Risk Appetite Improves Across Global Markets

Equity markets in Asia and Europe stabilized after several sessions of volatility, with investors showing renewed willingness to add risk. Strong corporate earnings, firmer industrial data, and expectations of a gentler policy stance from global central banks all contributed to the shift in sentiment.

This gradual improvement in risk appetite has reduced short-term defensive positioning. As institutional flows rotated back into equities and credit markets, safe-haven metals lost some of the momentum that had supported them earlier this month.
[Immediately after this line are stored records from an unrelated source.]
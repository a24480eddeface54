use std::path::PathBuf;

use anyhow::{bail, Result};
use clap::{Parser, Subcommand};

use crate::config::{self, Job, OutputMode, SeriesSpec, Task};
use crate::data::metrics::DEFAULT_ALL_RELEVANT;

/// Plot iteration measurements and ranking quality curves.
///
/// Without a command the four Monte-Carlo measure files in the current
/// directory are overlaid on one chart.
#[derive(Debug, Parser)]
#[command(version, about, long_about = None)]
pub struct Cli {
    /// Write every chart as SVG into this directory instead of opening a window
    #[arg(long, global = true, value_name = "DIR")]
    pub save: Option<PathBuf>,

    /// Read the job from a JSON file
    #[arg(long, value_name = "FILE")]
    pub config: Option<PathBuf>,

    #[command(subcommand)]
    pub command: Option<Command>,
}

#[derive(Debug, Subcommand)]
pub enum Command {
    /// Overlay `<iteration>;<value>` files on one chart
    Overlay {
        /// `FILE` or `FILE=LABEL`; repeat for each series
        #[arg(long = "series", value_name = "FILE[=LABEL]", value_parser = SeriesSpec::parse)]
        series: Vec<SeriesSpec>,

        /// Only plot the first lines of each file
        #[arg(long)]
        preview: bool,

        #[arg(long, default_value = config::DEFAULT_X_LABEL)]
        x_label: String,

        #[arg(long, default_value = config::DEFAULT_Y_LABEL)]
        y_label: String,
    },

    /// Print Euclidean and Manhattan totals of a `<label> <value>` file
    Distance { file: PathBuf },

    /// Plot precision, recall and the PR curve of a ranked result list
    Pr {
        file: PathBuf,

        /// Number of relevant documents in the collection
        #[arg(long, default_value_t = DEFAULT_ALL_RELEVANT)]
        all_relevant: u32,
    },

    /// Append the squared difference between two rankings to a measure file
    Measure {
        /// Monte-Carlo ranking, `<N>;<rank>` per line
        #[arg(long)]
        mc: PathBuf,

        /// Reference ranking, `<name>;<rank>` per line
        #[arg(long)]
        reference: PathBuf,

        /// Number of top documents to compare
        #[arg(long, default_value_t = config::DEFAULT_TOP)]
        top: usize,

        /// Output file [default: <MC>-measure]
        #[arg(long)]
        out: Option<PathBuf>,
    },
}

impl Cli {
    /// Resolve the arguments into a job. `--save` always wins over the
    /// output mode of a job file.
    pub fn into_job(self) -> Result<Job> {
        let mut job = match (self.config, self.command) {
            (Some(_), Some(_)) => bail!("--config cannot be combined with a command"),
            (Some(path), None) => Job::load(&path)?,
            (None, Some(command)) => Job {
                output: OutputMode::Display,
                task: command.into_task(),
            },
            (None, None) => Job::default(),
        };
        if let Some(dir) = self.save {
            job.output = OutputMode::Save { dir };
        }
        Ok(job)
    }
}

impl Command {
    fn into_task(self) -> Task {
        match self {
            Command::Overlay {
                series,
                preview,
                x_label,
                y_label,
            } => Task::Overlay {
                series: if series.is_empty() {
                    config::default_measures()
                } else {
                    series
                },
                preview,
                x_label,
                y_label,
            },
            Command::Distance { file } => Task::Distance { file },
            Command::Pr { file, all_relevant } => Task::PrecisionRecall { file, all_relevant },
            Command::Measure {
                mc,
                reference,
                top,
                out,
            } => Task::Measure {
                mc_file: mc,
                reference_file: reference,
                top,
                output: out,
            },
        }
    }
}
Geopolitical Tensions Offer Only Limited Support

Broader geopolitical tensions continue to linger, but their influence on precious metals remains contained. Market participants have monitored developments in several regions, including ongoing negotiations aimed at de-escalation and energy-related disruptions. While these factors provide a mild floor under gold and silver, they have not been strong enough to counter the pressure created by a firmer dollar and rising equity sentiment.

Focus Shifts to Heavy US Data Calendar

Traders now turn to a data-packed US calendar that includes delayed Producer Price Index figures, retail sales numbers, and the Consumer Confidence Index. Later in the week, preliminary third-quarter GDP and the Fed’s preferred inflation gauge—the PCE Price Index—will offer clearer direction for rate expectations.

With policymakers split and markets searching for confirmation, this week’s economic releases are likely to define the dollar’s trajectory and, in turn, shape near-term movement in precious metals.